对语言和空间的感知理解能力：Localize spatial goals beyond object-centric ones, e.g., “in between the TV and sofa” or “to the right of the chair” or “kitchen area” using code-writing LLMs, expanding beyond capabilities of CoW or LM-Nav.
多智能体协作,不同的robots对应不同的obstacle maps: can be shared among multiple robots with different embodiments to generate new obstacle maps on-the-fly (by using a list of obstacle categories)

Generate new obstacle maps for new embodiments given natural language descriptions of landmark categories that they can or cannot traverse, e.g., “tables” are obstacles for a large mobile robot, but traversable for a drone.

both LM-Nav [13] and CoW [12] are limited to navigating to object landmarks and are less capable to understand finer-grained queries, such as “to the left of the chair” and “in between the TV and the sofa”

Methodology

构建一个spatial visual-language map representation，根据自然语言定位出landmarks(“the sofa”)或spatial references(“between the sofa and the TV”)

Building a Visual-Language Map

how to build a VLMap?

fuse pretrained visual-language features with a 3D reconstruction

将VLMaps表示为$\mathcal{M}∈\mathbb{R}^{\bar{H}\times \bar{W} \times C}$，其中$\bar{H}$和$\bar{W}$代表了top-down视角的grid map尺寸，$C$则代表了每个网格单元对应的特征向量维度。

对于每个RGB-D frame，将所有的像素$\mathbf{u}=(u,v)$全部back-project到local depth point cloud（world frame）：
- $\mathbf{P}_k=D(\mathbf{u})K^{-1}\mathbf{\tilde{u}}$
- $\mathbf{P}_W=T_{Wk}P_k$
- 其中$\mathbf{\tilde{u}}=(u,v,1)$, $K$代表深度相机的本质矩阵，$D(\mathbf{u})\in \mathbb{R}$是像素$\mathbf{u}$的深度值，$T_{Wk}$代表从world coordinate frame to the k-th camera frame的空间变换，$\mathbf{P}_k \in \mathbb{R}^3$代表3D point的在k-th frame中的位置，$\mathbf{P}_W \in \mathbb{R}^3$是3D point在world coordinate frame中的位置，上述两个式子的作用是将像素投影到3D的世界坐标系。
然后将$\mathbf{P}_W$投影到地平面上，获得像素$\mathbf{u}$在grid map中对应的位置
- $p_{\text {map }}^{x}=\left\lfloor\frac{\bar{H}}{2}+\frac{P_{W}^{x}}{s}+0.5\right\rfloor, p_{m a p}^{y}=\left\lfloor\frac{\bar{W}}{2}-\frac{P_{W}^{z}}{s}+0.5\right\rfloor$
在建立grid map后，使用LSeg来对RGB image $\mathcal{I}_k$进行编码,并转换到grip map上:
- $f(\mathcal{I}):\mathbb{R}^{H\times W\times 3} \rightarrow \mathcal{F}_k \in\mathbb{R}^{H\times W\times C}$
- 将image pixel $\mathbf{u}$的特征$\mathbf{q}=\mathcal{F}_k(\mathbf{u}) \in \mathbb{R}^C$投影到对应的grid cell location
- 多个3D点都会被投影到同一个grid cell中，作者直接将投影到同一位置的特征进行平均
- the resulting features contain the averaged embeddings from multiple views of the same object

Localizing Open-Vocabulary Landmarks

how to use these maps to localize open-vocabulary landmarks?

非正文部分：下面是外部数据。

//! Bounded track store.

use std::cmp::Ordering;
use std::collections::BTreeMap;

use tracing::{debug, warn};

use crate::track::{Track, TrackId, TrackSnapshot, TrackState};
use crate::{Error, Result};

/// Bounded map `TrackId -> Track` with lowest-quality eviction.
///
/// Owned by the tracking stage, which is its only writer.
#[derive(Debug)]
pub struct TrackStore {
    capacity: usize,
    tracks: BTreeMap<TrackId, Track>,
}

impl TrackStore {
    /// # Errors
    /// `InvalidConfig` if `capacity` is zero.
    pub fn new(capacity: usize) -> Result<Self> {
        if capacity == 0 {
            return Err(Error::InvalidConfig(
                "track store capacity must be > 0".to_string(),
            ));
        }
        Ok(Self {
            capacity,
            tracks: BTreeMap::new(),
        })
    }

    pub fn capacity(&self) -> usize {
        self.capacity
    }

    pub fn len(&self) -> usize {
        self.tracks.len()
    }

    pub fn is_empty(&self) -> bool {
        self.tracks.is_empty()
    }

    pub fn get(&self, id: TrackId) -> Option<&Track> {
        self.tracks.get(&id)
    }

    pub fn contains(&self, id: TrackId) -> bool {
        self.tracks.contains_key(&id)
    }

    /// Tracks in id order.
    pub fn iter(&self) -> impl Iterator<Item = &Track> {
        self.tracks.values()
    }

    pub fn ids(&self) -> Vec<TrackId> {
        self.tracks.keys().copied().collect()
    }

    /// Insert or replace a track, then enforce capacity.
    ///
    /// Returns the evicted track, if any. The new track itself competes in the
    /// eviction and is dropped if it has the lowest quality.
    ///
    /// # Errors
    /// `CapacityExhausted` if no track can be evicted. The insert is then
    /// undone, so the store never holds more than `capacity` tracks.
    pub fn upsert(&mut self, track: Track) -> Result<Option<Track>> {
        let id = track.id;
        let previous = self.tracks.insert(id, track);
        self.evict_if_over_capacity().map_err(|e| {
            self.tracks.remove(&id);
            if let Some(previous) = previous {
                self.tracks.insert(id, previous);
            }
            warn!(track_id = %id, capacity = self.capacity, "track store full, track not admitted");
            e
        })
    }

    /// Evict one track when over capacity.
    ///
    /// The victim has the lowest finite `quality_score`, ties broken by largest
    /// `time_since_update`, then by oldest id.
    pub fn evict_if_over_capacity(&mut self) -> Result<Option<Track>> {
        if self.tracks.len() <= self.capacity {
            return Ok(None);
        }

        let victim = self
            .tracks
            .values()
            .filter(|t| t.quality_score.is_finite())
            .min_by(|a, b| eviction_order(a, b))
            .map(|t| t.id);

        let Some(victim) = victim else {
            return Err(Error::CapacityExhausted {
                capacity: self.capacity,
            });
        };

        let evicted = self.tracks.remove(&victim);
        if let Some(ref t) = evicted {
            warn!(
                track_id = %t.id,
                quality = t.quality_score,
                time_since_update = t.time_since_update,
                "track store at capacity, evicting lowest-quality track"
            );
        }

        if self.tracks.len() > self.capacity {
            return Err(Error::CapacityExhausted {
                capacity: self.capacity,
            });
        }
        Ok(evicted)
    }

    /// Immutable copy of all live tracks.
    pub fn snapshot(&self, tick: u64) -> TrackSnapshot {
        TrackSnapshot::new(
            tick,
            self.tracks.values().filter(|t| t.is_live()).cloned().collect(),
        )
    }

    pub(crate) fn get_mut(&mut self, id: TrackId) -> Option<&mut Track> {
        self.tracks.get_mut(&id)
    }

    pub(crate) fn iter_mut(&mut self) -> impl Iterator<Item = &mut Track> {
        self.tracks.values_mut()
    }

    /// Remove tracks marked DELETED, returning their ids.
    pub(crate) fn purge_deleted(&mut self) -> Vec<TrackId> {
        let deleted: Vec<TrackId> = self
            .tracks
            .values()
            .filter(|t| t.state == TrackState::Deleted)
            .map(|t| t.id)
            .collect();
        for id in &deleted {
            self.tracks.remove(id);
            debug!(track_id = %id, "track deleted");
        }
        deleted
    }
}

fn eviction_order(a: &Track, b: &Track) -> Ordering {
    a.quality_score
        .total_cmp(&b.quality_score)
        .then_with(|| b.time_since_update.cmp(&a.time_since_update))
        .then_with(|| a.id.cmp(&b.id))
}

将input language list定义为$\mathcal{L}=[\mathbf{l}_0,\mathbf{l}_1,…,\mathbf{l}_M]$
- 其中$\mathbf{l_i}$代表i-th category的文本表示
- $M$代表用户定义的类别数量
- 使用CLIP text encoder将文本类别列表转换为特征向量矩阵$E \in \mathbb{R}^{M\times C}$, 每一行代表一个类别的特征向量
- 将grid map $\mathcal{M}∈\mathbb{R}^{\bar{H}\times \bar{W} \times C}$打平变为$Q \in \mathbb{R}^{\bar{H}\bar{W} \times C}$, 每行代表top-down grid map中一个pixel的特征
- 然后计算grid map pixel-to-category similarity matrix $S=Q\cdot E^T$，$S \in \mathbb{R}^{\bar{H}\bar{W} \times M}$
- 然后argmax操作获得grid map上的语义分割结果

Generating Open-Vocabulary Obstacle Maps

how to build open-vocabulary obstacle maps from a list of obstacle categories for different robot embodiments

通过自然语言来对障碍物类别进行描述（定义一个障碍物类型列表），然后在运行时定位障碍物以生成用于碰撞避免和最短路径规划的二进制地图。
一个典型的使用场景是多个不同的机器人共享相同环境的VLMap，大型移动的机器人可能需要在桌子（或其他大型家具）周围导航，而无人机可以直接在其上方飞行。通过简单地提供两个不同的障碍物类别列表，可以从VLMap中生成两个不同的障碍物地图供两个机器人分别使用，一个用于大型移动的机器人（包含“桌子”），另一个用于无人机（不包含“桌子”）
障碍物地图$\mathcal{O}\in \{0,1\}^{\bar{H}\times \bar{W}}$的获取：
- 没有障碍物的位置置1，floor和ceiling通过限制高度来去掉
  
  $\mathcal{O}_{i j}=\left\{\begin{array}{ll}
  1, & t_{1} \leq P_{W}^{y} \leq t_{2} \text { and } p_{\text {map }}^{x}=i \text { and } p_{\text {map }}^{y}=j \\
  0, & \text { otherwise }
  \end{array}\right.$
- 定义障碍物类型列表，并按照定位landmark的方法得到障碍物语义分割图
- 对于不同的机器人选择不同的障碍物子集

how VLMaps can be used together with large language models (LLMs) for zero-shot spatial goal navigation on real robots from natural language commands？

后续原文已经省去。